ExtractRead chapter 1 of the novel

Chapter 1

1

Wyndham's body lay in a crypt beneath the ground floor offices of the police station. It was a pleasant little room, the body notwithstanding. Very earthy, and cool.
        "This is a tykhana," Inspector Prabash told me. He meant the room we were in. "It is built as an escape from the heat. We come down here in summer months during tiffin breaks. Bodies are a rarity. This is Dr. Charles?" he asked.
        The body lay on a big block of ice which was dripping, melting. The limbs had been neatly arranged and the face roughly cleaned. His hair, missing in clumps, was a blond tangle of silt and mud. The face was bruised, the nose had been broken, and there were tears in the skin where his head must have lashed against rocks as the river tugged and pulled at the body in its shallow burial place. The lips were ragged, sagged in: the front teeth had all been knocked out. He was almost unrecognizable.
       I told Inspector Prabash it was Wyndham.
       "You are sure?"
       I said I was. "But why the ice?" I asked him. It seemed absurd, the body in the narrow room on a block of slowly melting ice.
      "I was not sure what to do," he said, leading me away, back to his office. "You see, this is very unusual occurrence. The climate of this country is not suited to preservation. Cremation follows death very quickly, even when death is not by natural causes. Unfortunately, it is not possible simply to cremate your Dr. Charles, and so this thing must be done to reduce decay."
      He was still saying the name wrong: char less, as if he was describing the latest line in fancy barbecue sets. He hadn't fared much better with Wyndham: wind him, he kept saying, as in winding a clock, giving his questions a surreal quality as he asked me about this man I knew so well and yet had never heard of before, Dr. Wind-him Char-less.
        He made several calls back in his office.
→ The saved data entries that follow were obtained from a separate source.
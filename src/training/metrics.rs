//! Regression metrics

use ndarray::Array1;
use serde::{Deserialize, Serialize};

/// Metrics for regression model evaluation
#[derive(Debug, Clone, Serialize, Deserialize)]
pub struct RegressionMetrics {
    pub mse: f64,
    pub rmse: f64,
    pub mae: f64,
    pub r2: f64,
    pub n_samples: usize,
}

impl RegressionMetrics {
    pub fn compute(y_true: &Array1<f64>, y_pred: &Array1<f64>) -> Self {
        let n = y_true.len() as f64;
        let errors: Vec<f64> = y_true
            .iter()
            .zip(y_pred.iter())
            .map(|(t, p)| t - p)
            .collect();

        let mse: f64 = errors.iter().map(|e| e * e).sum::<f64>() / n;
        let mae: f64 = errors.iter().map(|e| e.abs()).sum::<f64>() / n;

        let y_mean: f64 = y_true.iter().sum::<f64>() / n;
        let ss_tot: f64 = y_true.iter().map(|y| (y - y_mean).powi(2)).sum();
        let ss_res: f64 = errors.iter().map(|e| e.powi(2)).sum();
        let r2 = if ss_tot > 0.0 {
            1.0 - ss_res / ss_tot
        } else {
            0.0
        };

        Self {
            mse,
            rmse: mse.sqrt(),
            mae,
            r2,
            n_samples: y_true.len(),
        }
    }
}

/// Mean squared error between truth and prediction.
pub fn mean_squared_error(y_true: &Array1<f64>, y_pred: &Array1<f64>) -> f64 {
    let n = y_true.len() as f64;
    y_true
        .iter()
        .zip(y_pred.iter())
        .map(|(t, p)| (t - p).powi(2))
        .sum::<f64>()
        / n
}
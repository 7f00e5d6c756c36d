//! Feature standardization

use crate::error::{DomusError, Result};
use ndarray::Array2;
use serde::{Deserialize, Serialize};

/// Variance below this is treated as a constant column.
const VARIANCE_EPS: f64 = 1e-12;

/// Parameters for one fitted column.
#[derive(Debug, Clone, Serialize, Deserialize)]
struct ScaleParams {
    center: f64,
    scale: f64,
}

/// Standard scaling (z-score): `(x - mean) / std` with train-split statistics.
///
/// Constant columns (std ≈ 0) pass through unchanged — with `center = 0` and
/// `scale = 1` the output stays at the imputed value, never NaN/Inf.
#[derive(Debug, Clone, Serialize, Deserialize)]
pub struct StandardScaler {
    params: Vec<ScaleParams>,
    is_fitted: bool,
}

impl StandardScaler {
    pub fn new() -> Self {
        Self {
            params: Vec::new(),
            is_fitted: false,
        }
    }

    /// Compute per-column mean and standard deviation. Expects already-imputed
    /// input; a NaN here is a contract violation upstream.
    pub fn fit(&mut self, x: &Array2<f64>) -> Result<&mut Self> {
        let n = x.nrows();
        if n == 0 {
            return Err(DomusError::Shape {
                expected: "at least 1 row".to_string(),
                actual: "0 rows".to_string(),
            });
        }

        self.params = x
            .columns()
            .into_iter()
            .map(|col| {
                let mean = col.sum() / n as f64;
                let variance = if n < 2 {
                    0.0
                } else {
                    col.iter().map(|v| (v - mean).powi(2)).sum::<f64>() / (n - 1) as f64
                };
                if variance < VARIANCE_EPS {
                    ScaleParams {
                        center: 0.0,
                        scale: 1.0,
                    }
                } else {
                    ScaleParams {
                        center: mean,
                        scale: variance.sqrt(),
                    }
                }
            })
            .collect();

        self.is_fitted = true;
        Ok(self)
    }

    /// Rescale each column with the stored parameters.
    pub fn transform(&self, x: &Array2<f64>) -> Result<Array2<f64>> {
        if !self.is_fitted {
            return Err(DomusError::NotFitted);
        }
        if x.ncols() != self.params.len() {
            return Err(DomusError::Shape {
                expected: format!("{} columns", self.params.len()),
                actual: format!("{} columns", x.ncols()),
            });
        }

        let mut result = x.clone();
        for (j, params) in self.params.iter().enumerate() {
            for value in result.column_mut(j) {
                *value = (*value - params.center) / params.scale;
            }
        }
        Ok(result)
    }
}

impl Default for StandardScaler {
    fn default() -> Self {
        Self::new()
    }
}

#[cfg(test)]
mod tests {
    use super::*;
    use ndarray::array;

    #[test]
    fn test_standardize() {
        let x = array![[1.0], [2.0], [3.0], [4.0], [5.0]];
        let mut scaler = StandardScaler::new();
        let scaled = scaler.fit(&x).unwrap().transform(&x).unwrap();

        let mean: f64 = scaled.column(0).sum() / 5.0;
        assert!(mean.abs() < 1e-10);
    }

    #[test]
    fn test_constant_column_passes_through() {
        let x = array![[5.0, 1.0], [5.0, 2.0], [5.0, 3.0]];
        let mut scaler = StandardScaler::new();
        let scaled = scaler.fit(&x).unwrap().transform(&x).unwrap();

        for i in 0..3 {
            assert_eq!(scaled[[i, 0]], 5.0);
            assert!(scaled[[i, 0]].is_finite());
        }
        // Non-constant column is still centered
        let mean: f64 = scaled.column(1).sum() / 3.0;
        assert!(mean.abs() < 1e-10);
    }

    #[test]
    fn test_transform_before_fit() {
        let scaler = StandardScaler::new();
        let x = array![[1.0]];
        assert!(matches!(
            scaler.transform(&x).unwrap_err(),
            DomusError::NotFitted
        ));
    }
}
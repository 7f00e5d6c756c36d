//! Integration test: full pipeline (load → split → preprocess → select →
//! evaluate → package → reload → predict)

use domus::artifact::PricePipeline;
use domus::pipeline::{train_and_package, TrainOptions};
use domus::schema;
use domus::training::ParamGrid;
use rand::{Rng, SeedableRng};
use rand_chacha::ChaCha8Rng;
use std::collections::HashMap;
use std::io::Write;
use std::path::Path;

fn write_housing_csv(path: &Path, n_rows: usize) {
    let mut rng = ChaCha8Rng::seed_from_u64(7);
    let mut file = std::fs::File::create(path).unwrap();

    let header: Vec<&str> = schema::FEATURES.iter().map(|f| f.name).collect();
    writeln!(file, "{},MEDV", header.join(",")).unwrap();

    for i in 0..n_rows {
        let chas = if i % 14 == 0 { 1.0 } else { 0.0 };
        let rm: f64 = rng.gen_range(4.0..8.5);
        let lstat: f64 = rng.gen_range(2.0..35.0);
        let medv = (10.0 + 4.5 * rm - 0.6 * lstat + rng.gen_range(-2.0..2.0)).max(5.0);

        writeln!(
            file,
            "{:.5},{:.1},{:.2},{},{:.3},{:.3},{:.1},{:.4},{},{},{:.1},{:.2},{:.2},{:.2}",
            rng.gen_range(0.01..80.0),
            rng.gen_range(0.0..100.0),
            rng.gen_range(0.5..27.0),
            chas,
            rng.gen_range(0.4..0.87),
            rm,
            rng.gen_range(5.0..100.0),
            rng.gen_range(1.2..12.0),
            rng.gen_range(1..24),
            rng.gen_range(187..711),
            rng.gen_range(12.6..22.0),
            rng.gen_range(0.5..396.9),
            lstat,
            medv,
        )
        .unwrap();
    }
}

fn small_grid() -> ParamGrid {
    ParamGrid {
        n_estimators: vec![10, 25],
        max_depth: vec![Some(6)],
        min_samples_split: vec![2],
    }
}

fn example_row() -> Vec<f64> {
    vec![
        0.00632, 18.0, 2.31, 0.0, 0.538, 6.575, 65.2, 4.09, 1.0, 296.0, 15.3, 396.9, 4.98,
    ]
}

#[test]
fn test_train_and_package_round_trip() {
    let dir = tempfile::tempdir().unwrap();
    let data_path = dir.path().join("REdata.csv");
    let artifact_path = dir.path().join("pipeline.json");
    write_housing_csv(&data_path, 160);

    let mut opts = TrainOptions::new(data_path, artifact_path.clone());
    opts.cv_folds = 3;
    opts.eval_cv_folds = 5;
    opts.grid = small_grid();

    let report = train_and_package(&opts).unwrap();

    assert_eq!(report.n_train + report.n_test, report.n_rows);
    assert!(report.test_rmse.is_finite() && report.test_rmse > 0.0);
    assert!(report.cv_rmse.scores.len() == 5);
    assert_eq!(report.feature_importances.len(), 13);
    // Importances are sorted descending
    for pair in report.feature_importances.windows(2) {
        assert!(pair[0].1 >= pair[1].1);
    }

    // The artifact must reproduce the in-process pipeline's predictions
    let reloaded = PricePipeline::load(&artifact_path).unwrap();
    let row = example_row();
    let first = reloaded.predict(&row).unwrap();
    let second = reloaded.predict(&row).unwrap();
    assert!(first.is_finite());
    assert_eq!(first, second, "prediction must be idempotent");
}

#[test]
fn test_reloaded_artifact_matches_in_memory_pipeline() {
    let dir = tempfile::tempdir().unwrap();
    let data_path = dir.path().join("REdata.csv");
    let artifact_path = dir.path().join("pipeline.json");
    write_housing_csv(&data_path, 140);

    let mut opts = TrainOptions::new(data_path, artifact_path.clone());
    opts.cv_folds = 3;
    opts.eval_cv_folds = 3;
    opts.grid = small_grid();
    train_and_package(&opts).unwrap();

    let loaded_once = PricePipeline::load(&artifact_path).unwrap();
    let loaded_twice = PricePipeline::load(&artifact_path).unwrap();

    let row = example_row();
    let a = loaded_once.predict(&row).unwrap();
    let b = loaded_twice.predict(&row).unwrap();
    assert!((a - b).abs() < 1e-9);

    // Predicting by name through the packaged ordering gives the same value
    let named: HashMap<String, f64> = schema::feature_names()
        .into_iter()
        .zip(example_row())
        .collect();
    let by_name = loaded_once.predict_row(&named).unwrap();
    assert!((a - by_name).abs() < 1e-9);
}

#[test]
fn test_no_artifact_written_on_failure() {
    let dir = tempfile::tempdir().unwrap();
    let data_path = dir.path().join("missing.csv");
    let artifact_path = dir.path().join("pipeline.json");

    let opts = TrainOptions::new(data_path, artifact_path.clone());
    assert!(train_and_package(&opts).is_err());
    assert!(!artifact_path.exists(), "failed run must not leave an artifact");
}

#[test]
fn test_training_is_reproducible() {
    let dir = tempfile::tempdir().unwrap();
    let data_path = dir.path().join("REdata.csv");
    write_housing_csv(&data_path, 140);

    let artifact_a = dir.path().join("a.json");
    let artifact_b = dir.path().join("b.json");

    let mut opts_a = TrainOptions::new(data_path.clone(), artifact_a.clone());
    opts_a.cv_folds = 3;
    opts_a.eval_cv_folds = 3;
    opts_a.grid = small_grid();
    let mut opts_b = TrainOptions::new(data_path, artifact_b.clone());
    opts_b.cv_folds = 3;
    opts_b.eval_cv_folds = 3;
    opts_b.grid = small_grid();

    let report_a = train_and_package(&opts_a).unwrap();
    let report_b = train_and_package(&opts_b).unwrap();

    assert_eq!(report_a.best_params, report_b.best_params);
    assert_eq!(report_a.test_rmse, report_b.test_rmse);

    let row = example_row();
    let pred_a = PricePipeline::load(&artifact_a).unwrap().predict(&row).unwrap();
    let pred_b = PricePipeline::load(&artifact_b).unwrap().predict(&row).unwrap();
    assert_eq!(pred_a, pred_b);
}
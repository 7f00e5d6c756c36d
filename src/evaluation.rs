//! Model-quality sign-off
//!
//! Read-only diagnostics: held-out RMSE on the untouched test split, and a
//! secondary k-fold cross-validated RMSE estimate over the training set using
//! fresh fits of the winning hyperparameters.

use crate::error::Result;
use crate::preprocessing::Preprocessor;
use crate::training::cross_validation::{CvScores, KFold};
use crate::training::grid_search::ForestParams;
use crate::training::metrics::RegressionMetrics;
use crate::training::random_forest::RandomForestRegressor;
use ndarray::{Array1, Array2, Axis};
use rayon::prelude::*;
use tracing::info;

/// RMSE of the fitted model on a raw (untransformed) feature matrix.
pub fn holdout_rmse(
    model: &RandomForestRegressor,
    preprocessor: &Preprocessor,
    x_raw: &Array2<f64>,
    y: &Array1<f64>,
) -> Result<f64> {
    let x = preprocessor.transform(x_raw)?;
    let predictions = model.predict(&x)?;
    let metrics = RegressionMetrics::compute(y, &predictions);
    Ok(metrics.rmse)
}

/// K-fold cross-validated RMSE over the training set.
///
/// Each fold fits a fresh forest with the given hyperparameters; folds are
/// independent and run on the rayon pool.
pub fn cv_rmse(
    params: &ForestParams,
    x: &Array2<f64>,
    y: &Array1<f64>,
    n_folds: usize,
    seed: u64,
) -> Result<CvScores> {
    let folds = KFold::new(n_folds, seed).split(x.nrows())?;

    let rmse_scores: Vec<f64> = folds
        .par_iter()
        .map(|fold| -> Result<f64> {
            let x_train = x.select(Axis(0), &fold.train_indices);
            let y_train: Array1<f64> =
                Array1::from_vec(fold.train_indices.iter().map(|&i| y[i]).collect());
            let x_val = x.select(Axis(0), &fold.test_indices);
            let y_val: Array1<f64> =
                Array1::from_vec(fold.test_indices.iter().map(|&i| y[i]).collect());

            let mut model = params.build(seed);
            model.fit(&x_train, &y_train)?;
            let predictions = model.predict(&x_val)?;
            Ok(RegressionMetrics::compute(&y_val, &predictions).rmse)
        })
        .collect::<Result<Vec<_>>>()?;

    let scores = CvScores::from_scores(rmse_scores);
    info!(
        mean_rmse = scores.mean,
        std_rmse = scores.std,
        n_folds,
        "cross-validated RMSE"
    );
    Ok(scores)
}

#[cfg(test)]
mod tests {
    use super::*;
    use ndarray::Array;

    #[test]
    fn test_holdout_rmse_near_zero_on_easy_data() {
        let x = Array::from_shape_fn((40, 1), |(i, _)| i as f64);
        let y = Array::from_shape_fn(40, |i| i as f64);

        let mut prep = Preprocessor::new();
        let x_t = prep.fit_transform(&x).unwrap();

        let params = ForestParams {
            n_estimators: 20,
            max_depth: None,
            min_samples_split: 2,
        };
        let mut model = params.build(42);
        model.fit(&x_t, &y).unwrap();

        let rmse = holdout_rmse(&model, &prep, &x, &y).unwrap();
        assert!(rmse < 2.0, "rmse = {}", rmse);
    }

    #[test]
    fn test_cv_rmse_shape() {
        let x = Array::from_shape_fn((30, 2), |(i, j)| (i + j) as f64);
        let y = Array::from_shape_fn(30, |i| i as f64);

        let params = ForestParams {
            n_estimators: 5,
            max_depth: Some(4),
            min_samples_split: 2,
        };
        let scores = cv_rmse(&params, &x, &y, 3, 42).unwrap();
        assert_eq!(scores.scores.len(), 3);
        assert!(scores.mean >= 0.0);
        assert!(scores.std >= 0.0);
    }
}
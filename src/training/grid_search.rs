//! Cross-validated grid search over forest hyperparameters

use crate::error::{DomusError, Result};
use super::cross_validation::KFold;
use super::metrics::mean_squared_error;
use super::random_forest::RandomForestRegressor;
use ndarray::{Array1, Array2, Axis};
use rayon::prelude::*;
use serde::{Deserialize, Serialize};
use std::fmt;
use tracing::{debug, info, warn};

/// One point in the hyperparameter grid
#[derive(Debug, Clone, PartialEq, Eq, Serialize, Deserialize)]
pub struct ForestParams {
    pub n_estimators: usize,
    pub max_depth: Option<usize>,
    pub min_samples_split: usize,
}

impl ForestParams {
    /// Build a fresh, unfitted forest with these hyperparameters.
    pub fn build(&self, seed: u64) -> RandomForestRegressor {
        RandomForestRegressor::new(self.n_estimators)
            .with_max_depth(self.max_depth)
            .with_min_samples_split(self.min_samples_split)
            .with_random_state(seed)
    }
}

impl fmt::Display for ForestParams {
    fn fmt(&self, f: &mut fmt::Formatter<'_>) -> fmt::Result {
        write!(
            f,
            "n_estimators={}, max_depth={}, min_samples_split={}",
            self.n_estimators,
            self.max_depth
                .map_or("None".to_string(), |d| d.to_string()),
            self.min_samples_split
        )
    }
}

/// Named hyperparameter axes; the search space is the full Cartesian product.
#[derive(Debug, Clone, Serialize, Deserialize)]
pub struct ParamGrid {
    pub n_estimators: Vec<usize>,
    pub max_depth: Vec<Option<usize>>,
    pub min_samples_split: Vec<usize>,
}

impl Default for ParamGrid {
    fn default() -> Self {
        Self {
            n_estimators: vec![50, 100, 300],
            max_depth: vec![None, Some(10), Some(20)],
            min_samples_split: vec![2, 5],
        }
    }
}

impl ParamGrid {
    /// Enumerate the Cartesian product in declared-axis order (last axis
    /// fastest). This order is the tie-break order for selection.
    pub fn candidates(&self) -> Vec<ForestParams> {
        let mut points = Vec::with_capacity(
            self.n_estimators.len() * self.max_depth.len() * self.min_samples_split.len(),
        );
        for &n_estimators in &self.n_estimators {
            for &max_depth in &self.max_depth {
                for &min_samples_split in &self.min_samples_split {
                    points.push(ForestParams {
                        n_estimators,
                        max_depth,
                        min_samples_split,
                    });
                }
            }
        }
        points
    }
}

/// Per-candidate cross-validation record
#[derive(Debug, Clone, Serialize, Deserialize)]
pub struct CandidateScore {
    pub params: ForestParams,
    /// Negative MSE per fold; a missing entry means that fold's fit failed.
    pub fold_scores: Vec<Option<f64>>,
    /// Mean score across folds; `None` when any fold failed.
    pub mean_score: Option<f64>,
}

/// Result of a completed grid search
#[derive(Debug)]
pub struct SearchOutcome {
    pub best_params: ForestParams,
    /// Cross-validated negative MSE of the winner (higher is better).
    pub best_score: f64,
    /// The winner refit on the entire training set.
    pub model: RandomForestRegressor,
    pub candidates: Vec<CandidateScore>,
}

/// Grid search with seeded k-fold cross-validation, scored by negative MSE.
#[derive(Debug, Clone)]
pub struct GridSearch {
    grid: ParamGrid,
    n_folds: usize,
    seed: u64,
}

impl GridSearch {
    pub fn new(grid: ParamGrid, n_folds: usize, seed: u64) -> Self {
        Self {
            grid,
            n_folds,
            seed,
        }
    }

    /// Run the search on preprocessed training data.
    ///
    /// Every (candidate × fold) fit is independent; they run on the rayon
    /// pool and are merged by a simple reduction afterwards. A candidate
    /// whose fit fails on any fold is excluded from selection; if every
    /// candidate is excluded the search fails with `Selection`.
    pub fn run(&self, x: &Array2<f64>, y: &Array1<f64>) -> Result<SearchOutcome> {
        let candidates = self.grid.candidates();
        if candidates.is_empty() {
            return Err(DomusError::Selection(
                "hyperparameter grid is empty".to_string(),
            ));
        }

        let folds = KFold::new(self.n_folds, self.seed).split(x.nrows())?;
        info!(
            n_candidates = candidates.len(),
            n_folds = self.n_folds,
            total_fits = candidates.len() * self.n_folds,
            "starting grid search"
        );

        // One task per (candidate, fold) pair
        let tasks: Vec<(usize, usize)> = (0..candidates.len())
            .flat_map(|c| (0..folds.len()).map(move |f| (c, f)))
            .collect();

        let scores: Vec<(usize, usize, Option<f64>)> = tasks
            .par_iter()
            .map(|&(cand_idx, fold_idx)| {
                let fold = &folds[fold_idx];
                let x_train = x.select(Axis(0), &fold.train_indices);
                let y_train: Array1<f64> =
                    Array1::from_vec(fold.train_indices.iter().map(|&i| y[i]).collect());
                let x_val = x.select(Axis(0), &fold.test_indices);
                let y_val: Array1<f64> =
                    Array1::from_vec(fold.test_indices.iter().map(|&i| y[i]).collect());

                let mut model = candidates[cand_idx].build(self.seed);
                let score = model
                    .fit(&x_train, &y_train)
                    .and_then(|m| m.predict(&x_val))
                    .map(|pred| -mean_squared_error(&y_val, &pred));

                match score {
                    Ok(s) => (cand_idx, fold_idx, Some(s)),
                    Err(e) => {
                        warn!(
                            params = %candidates[cand_idx],
                            fold = fold_idx,
                            error = %e,
                            "candidate fit failed"
                        );
                        (cand_idx, fold_idx, None)
                    }
                }
            })
            .collect();

        // Reduce to per-candidate fold score vectors
        let mut fold_scores: Vec<Vec<Option<f64>>> =
            vec![vec![None; folds.len()]; candidates.len()];
        for (cand_idx, fold_idx, score) in scores {
            fold_scores[cand_idx][fold_idx] = score;
        }

        let candidate_scores: Vec<CandidateScore> = candidates
            .iter()
            .zip(fold_scores)
            .map(|(params, scores)| {
                let mean_score = if scores.iter().all(|s| s.is_some()) {
                    let sum: f64 = scores.iter().flatten().sum();
                    Some(sum / scores.len() as f64)
                } else {
                    None
                };
                debug!(params = %params, mean_score = ?mean_score, "candidate scored");
                CandidateScore {
                    params: params.clone(),
                    fold_scores: scores,
                    mean_score,
                }
            })
            .collect();

        // Select the best mean score; strict comparison keeps the first
        // enumerated candidate on ties.
        let mut best: Option<(usize, f64)> = None;
        for (idx, candidate) in candidate_scores.iter().enumerate() {
            if let Some(score) = candidate.mean_score {
                if best.map_or(true, |(_, s)| score > s) {
                    best = Some((idx, score));
                }
            }
        }

        let (best_idx, best_score) = best.ok_or_else(|| {
            DomusError::Selection(
                "no hyperparameter candidate produced a complete cross-validation score"
                    .to_string(),
            )
        })?;

        let best_params = candidates[best_idx].clone();
        info!(params = %best_params, score = best_score, "grid search winner");

        // Refit the winner on the entire training set
        let mut model = best_params.build(self.seed);
        model.fit(x, y)?;

        Ok(SearchOutcome {
            best_params,
            best_score,
            model,
            candidates: candidate_scores,
        })
    }
}
//! domus - housing price regression pipeline
//!
//! Trains a random-forest regressor on the fixed 13-feature housing schema,
//! packages the fitted preprocessing and model into a single artifact, and
//! serves predictions over HTTP.
//!
//! # Modules
//!
//! ## Offline pipeline
//! - [`data`] - CSV loading and stratified train/test splitting
//! - [`preprocessing`] - Median imputation + standardization transform
//! - [`training`] - Regression forest, k-fold CV, grid search
//! - [`evaluation`] - Held-out and cross-validated RMSE
//! - [`pipeline`] - End-to-end batch orchestration
//!
//! ## Artifact & serving
//! - [`artifact`] - The packaged transform+model unit and its persistence
//! - [`server`] - HTTP prediction endpoint
//! - [`cli`] - Command-line interface
//!
//! ## Shared
//! - [`schema`] - The fixed feature schema and by-name validation
//! - [`error`] - Crate error taxonomy

pub mod error;
pub mod schema;

pub mod data;
pub mod preprocessing;
pub mod training;
pub mod evaluation;
pub mod pipeline;

pub mod artifact;
pub mod server;
pub mod cli;

pub use error::{DomusError, Result};

/// Re-export commonly used types
pub mod prelude {
    pub use crate::error::{DomusError, Result};

    pub use crate::data::StratifiedShuffleSplit;
    pub use crate::preprocessing::Preprocessor;
    pub use crate::training::{
        CvScores, ForestParams, GridSearch, KFold, ParamGrid, RandomForestRegressor,
        RegressionMetrics, SearchOutcome,
    };
    pub use crate::evaluation::{cv_rmse, holdout_rmse};
    pub use crate::pipeline::{train_and_package, TrainOptions, TrainingReport};
    pub use crate::artifact::PricePipeline;
    pub use crate::server::{create_router, AppState, ServerConfig};
}
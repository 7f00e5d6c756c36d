//! CSV loading and DataFrame → matrix extraction

use crate::error::{DomusError, Result};
use ndarray::{Array1, Array2};
use polars::prelude::*;
use std::path::Path;

/// Load a delimited tabular file with a header row.
///
/// Column order follows the file. Fails with `DataUnavailable` when the path
/// does not exist or the content does not parse as a rectangular table.
pub fn load_csv(path: &Path) -> Result<DataFrame> {
    if !path.exists() {
        return Err(DomusError::DataUnavailable(format!(
            "dataset file not found: {}",
            path.display()
        )));
    }

    CsvReadOptions::default()
        .with_has_header(true)
        .with_infer_schema_length(Some(100))
        .try_into_reader_with_file_path(Some(path.to_path_buf()))
        .map_err(|e| DomusError::DataUnavailable(e.to_string()))?
        .finish()
        .map_err(|e| DomusError::DataUnavailable(e.to_string()))
}

/// Extract named columns into a row-major `Array2<f64>`.
///
/// Missing entries surface as `NaN` so the imputer can see them. Uses
/// `from_shape_fn` for cache-friendly construction from column-major data.
pub fn feature_matrix(df: &DataFrame, columns: &[String]) -> Result<Array2<f64>> {
    let n_rows = df.height();
    let n_cols = columns.len();

    let col_data: Vec<Vec<f64>> = columns
        .iter()
        .map(|name| {
            let series = df
                .column(name)
                .map_err(|_| DomusError::DataUnavailable(format!("column '{name}' not found")))?;
            let series_f64 = series
                .cast(&DataType::Float64)
                .map_err(|e| DomusError::DataUnavailable(e.to_string()))?;
            let values: Vec<f64> = series_f64
                .f64()
                .map_err(|e| DomusError::DataUnavailable(e.to_string()))?
                .into_iter()
                .map(|v| v.unwrap_or(f64::NAN))
                .collect();
            Ok(values)
        })
        .collect::<Result<Vec<_>>>()?;

    Ok(Array2::from_shape_fn((n_rows, n_cols), |(i, j)| {
        col_data[j][i]
    }))
}

/// Extract the target column as `Array1<f64>`. Missing targets are not
/// imputable, so any null here is an error.
pub fn target_vector(df: &DataFrame, column: &str) -> Result<Array1<f64>> {
    let series = df
        .column(column)
        .map_err(|_| DomusError::DataUnavailable(format!("target column '{column}' not found")))?;
    let series_f64 = series
        .cast(&DataType::Float64)
        .map_err(|e| DomusError::DataUnavailable(e.to_string()))?;

    let values: Vec<f64> = series_f64
        .f64()
        .map_err(|e| DomusError::DataUnavailable(e.to_string()))?
        .into_iter()
        .map(|v| {
            v.ok_or_else(|| {
                DomusError::DataUnavailable(format!("target column '{column}' contains missing values"))
            })
        })
        .collect::<Result<Vec<_>>>()?;

    Ok(Array1::from_vec(values))
}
He had chai brought in.
        "What I still do not understand," he told me when he had hung up the phone, "is why you have gone to such lengths. You knew him well, this Dr. Charles?"
        "Well enough," I replied. "I've known him almost a dozen years now. We've been through some rough times together."
        "During your coverage of war zones? This must be very interesting life for you," he said wistfully.
        Inspector Deo Prabash was a large man, with a big voice and big, bullish eyes. His office was small and he filled it. I got the impression that intimidation was his more usual method of detection. He wasn't using it on me: he sat reclined in the chair behind his desk and his tone was easy, affable. He had been interrogating me for thirty minutes or more before showing me the body - a shock tactic? - and I still couldn't decide whether this chatty attitude of his was an innocent device or part of some trick of confidence meant to entrap me.
        "In Mahaban, there is petty crime only," he told me idly, "death sometimes - from crashes, arrack - and also, there are illegal distilleries in the surrounding countryside, which we raid from time to time. It is not such very interesting work, routine mostly."
        He pursed his lips in a slight frown of discontent. He had a thick moustache, sheeny with wax, the tips twirled and striving upwards. As he toyed with the ends, twisting, twisting, I formed the idea that rising through the ranks of the police force was not what he had once had in mind for himself: he had the bearing and imperious mannerisms of a military man.
        "You are alone in India?" he asked.
        "Yes, I'm alone."
        "Your family is in England?"
        "No. I have no family." But I refrained from saying, Not any more. Even my truths were becoming dishonest now. I wondered how much longer he would keep this up for.
        "No wife?" he said. "No children? I cannot understand the ways of the West. In India, family is most important thing." He was still twirling the tips of his moustache in a slow, disinterested way, staring blankly ahead. He said, "And so you have come all this way only to see Dr. Charles? But also yes, I was forgetting - corruption, you said?"
        I regretted having mentioned this now. But what else was there? Explanations, explanations: so tough. Where to begin? What to leave out? Even if the whole truth is told, there has to be selection, rearrangement. Certain parts must be de-emphasized. Others become necessarily distorted.